WHAT THIS TASK INVOLVES
Write out every line from the listing below where the string "DecompressionRequest" is found.

SUPPLIED ENTRIES
__________

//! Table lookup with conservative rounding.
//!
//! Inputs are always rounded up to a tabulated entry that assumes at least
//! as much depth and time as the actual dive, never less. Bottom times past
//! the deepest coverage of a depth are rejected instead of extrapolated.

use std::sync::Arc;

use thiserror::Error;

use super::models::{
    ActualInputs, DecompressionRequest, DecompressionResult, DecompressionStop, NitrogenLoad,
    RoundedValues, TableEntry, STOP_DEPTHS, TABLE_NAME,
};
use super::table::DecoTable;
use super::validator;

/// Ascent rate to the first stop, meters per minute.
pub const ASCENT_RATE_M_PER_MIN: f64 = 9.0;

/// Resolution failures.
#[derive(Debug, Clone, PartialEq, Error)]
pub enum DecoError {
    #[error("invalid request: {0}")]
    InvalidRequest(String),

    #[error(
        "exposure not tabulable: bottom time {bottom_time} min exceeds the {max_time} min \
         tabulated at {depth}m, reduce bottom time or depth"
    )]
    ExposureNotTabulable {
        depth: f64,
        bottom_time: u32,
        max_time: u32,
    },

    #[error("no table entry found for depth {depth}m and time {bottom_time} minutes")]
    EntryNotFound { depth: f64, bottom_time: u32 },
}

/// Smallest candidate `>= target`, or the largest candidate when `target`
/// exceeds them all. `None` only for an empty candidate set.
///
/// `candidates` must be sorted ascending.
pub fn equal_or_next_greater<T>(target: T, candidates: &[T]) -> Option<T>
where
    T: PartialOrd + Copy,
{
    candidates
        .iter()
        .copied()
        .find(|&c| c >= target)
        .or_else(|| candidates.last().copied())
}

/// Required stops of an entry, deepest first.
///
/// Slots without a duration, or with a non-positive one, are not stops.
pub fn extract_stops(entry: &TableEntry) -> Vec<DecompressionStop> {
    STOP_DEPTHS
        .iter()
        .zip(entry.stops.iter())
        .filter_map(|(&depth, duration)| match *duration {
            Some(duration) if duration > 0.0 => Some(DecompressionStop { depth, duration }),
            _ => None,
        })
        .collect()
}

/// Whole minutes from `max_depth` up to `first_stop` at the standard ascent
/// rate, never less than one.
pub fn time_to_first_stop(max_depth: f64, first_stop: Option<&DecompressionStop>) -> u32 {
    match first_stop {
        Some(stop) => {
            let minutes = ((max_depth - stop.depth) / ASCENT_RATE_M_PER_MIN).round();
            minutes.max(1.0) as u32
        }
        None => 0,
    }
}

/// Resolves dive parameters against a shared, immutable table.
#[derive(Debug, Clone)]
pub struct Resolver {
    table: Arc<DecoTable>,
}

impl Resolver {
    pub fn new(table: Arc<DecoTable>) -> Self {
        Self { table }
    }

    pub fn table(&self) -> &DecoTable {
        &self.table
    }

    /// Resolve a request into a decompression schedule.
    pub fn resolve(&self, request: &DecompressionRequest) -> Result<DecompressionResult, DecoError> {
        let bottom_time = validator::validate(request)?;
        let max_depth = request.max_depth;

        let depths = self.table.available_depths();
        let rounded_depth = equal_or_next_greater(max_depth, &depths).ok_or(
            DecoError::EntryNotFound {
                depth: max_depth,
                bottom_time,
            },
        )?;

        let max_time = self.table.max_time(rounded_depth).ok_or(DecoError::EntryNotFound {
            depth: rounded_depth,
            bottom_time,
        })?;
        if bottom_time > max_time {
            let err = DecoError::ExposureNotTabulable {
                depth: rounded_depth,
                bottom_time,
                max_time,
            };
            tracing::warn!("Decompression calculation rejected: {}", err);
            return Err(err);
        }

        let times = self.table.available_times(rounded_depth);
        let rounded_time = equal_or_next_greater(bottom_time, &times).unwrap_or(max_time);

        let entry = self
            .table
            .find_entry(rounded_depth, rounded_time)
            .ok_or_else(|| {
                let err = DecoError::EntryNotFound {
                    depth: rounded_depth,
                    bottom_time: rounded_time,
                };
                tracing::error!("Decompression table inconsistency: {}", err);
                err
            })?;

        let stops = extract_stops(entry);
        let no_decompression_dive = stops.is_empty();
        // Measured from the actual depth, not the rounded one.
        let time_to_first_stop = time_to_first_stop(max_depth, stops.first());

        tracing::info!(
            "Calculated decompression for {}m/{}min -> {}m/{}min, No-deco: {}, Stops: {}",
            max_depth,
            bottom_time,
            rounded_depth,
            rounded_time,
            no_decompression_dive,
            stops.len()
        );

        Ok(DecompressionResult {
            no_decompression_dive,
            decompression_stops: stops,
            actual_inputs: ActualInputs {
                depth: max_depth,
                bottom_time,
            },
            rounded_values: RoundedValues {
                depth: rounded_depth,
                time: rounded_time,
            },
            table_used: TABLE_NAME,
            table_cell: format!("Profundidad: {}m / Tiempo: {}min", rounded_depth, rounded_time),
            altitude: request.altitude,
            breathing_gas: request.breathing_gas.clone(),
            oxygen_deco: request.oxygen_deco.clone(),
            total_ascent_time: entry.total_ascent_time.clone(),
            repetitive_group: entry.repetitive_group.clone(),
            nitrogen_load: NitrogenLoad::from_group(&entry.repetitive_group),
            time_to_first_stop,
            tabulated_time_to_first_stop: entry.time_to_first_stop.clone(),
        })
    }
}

__________

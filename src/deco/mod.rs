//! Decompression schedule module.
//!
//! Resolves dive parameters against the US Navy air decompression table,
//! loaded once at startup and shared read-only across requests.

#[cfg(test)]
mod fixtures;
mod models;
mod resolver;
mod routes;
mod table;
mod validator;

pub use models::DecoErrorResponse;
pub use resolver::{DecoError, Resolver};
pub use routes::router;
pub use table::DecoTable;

__________

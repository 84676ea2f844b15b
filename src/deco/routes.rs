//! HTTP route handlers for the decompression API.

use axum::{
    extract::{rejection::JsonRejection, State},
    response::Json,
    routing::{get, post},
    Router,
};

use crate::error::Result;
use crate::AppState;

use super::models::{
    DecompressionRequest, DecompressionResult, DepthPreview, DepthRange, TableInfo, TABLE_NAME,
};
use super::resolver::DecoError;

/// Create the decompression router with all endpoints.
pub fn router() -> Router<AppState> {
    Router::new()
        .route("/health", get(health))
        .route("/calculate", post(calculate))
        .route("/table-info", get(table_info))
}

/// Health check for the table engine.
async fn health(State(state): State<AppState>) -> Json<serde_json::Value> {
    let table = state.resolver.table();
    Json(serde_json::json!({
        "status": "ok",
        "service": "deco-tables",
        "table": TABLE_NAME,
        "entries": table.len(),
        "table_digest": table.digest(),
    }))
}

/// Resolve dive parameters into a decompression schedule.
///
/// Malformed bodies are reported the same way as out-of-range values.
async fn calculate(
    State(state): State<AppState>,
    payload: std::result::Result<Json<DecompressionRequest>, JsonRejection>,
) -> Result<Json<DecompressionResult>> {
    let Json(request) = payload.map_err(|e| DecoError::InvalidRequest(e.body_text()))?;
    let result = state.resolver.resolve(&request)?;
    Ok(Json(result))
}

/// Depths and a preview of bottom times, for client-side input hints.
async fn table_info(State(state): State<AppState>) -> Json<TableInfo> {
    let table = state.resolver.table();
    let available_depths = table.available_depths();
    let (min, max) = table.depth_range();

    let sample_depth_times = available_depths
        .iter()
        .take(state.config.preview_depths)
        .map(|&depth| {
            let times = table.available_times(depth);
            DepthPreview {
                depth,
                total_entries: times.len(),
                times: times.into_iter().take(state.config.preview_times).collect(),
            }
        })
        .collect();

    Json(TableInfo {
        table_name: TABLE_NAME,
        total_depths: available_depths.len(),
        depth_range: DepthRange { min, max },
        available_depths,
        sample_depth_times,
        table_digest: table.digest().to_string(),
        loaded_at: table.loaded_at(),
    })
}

__________

TASK RESPONSE
    ActualInputs, DecompressionRequest, DecompressionResult, DecompressionStop, NitrogenLoad,
    pub fn resolve(&self, request: &DecompressionRequest) -> Result<DecompressionResult, DecoError> {
    DecompressionRequest, DecompressionResult, DepthPreview, DepthRange, TableInfo, TABLE_NAME,
    payload: std::result::Result<Json<DecompressionRequest>, JsonRejection>,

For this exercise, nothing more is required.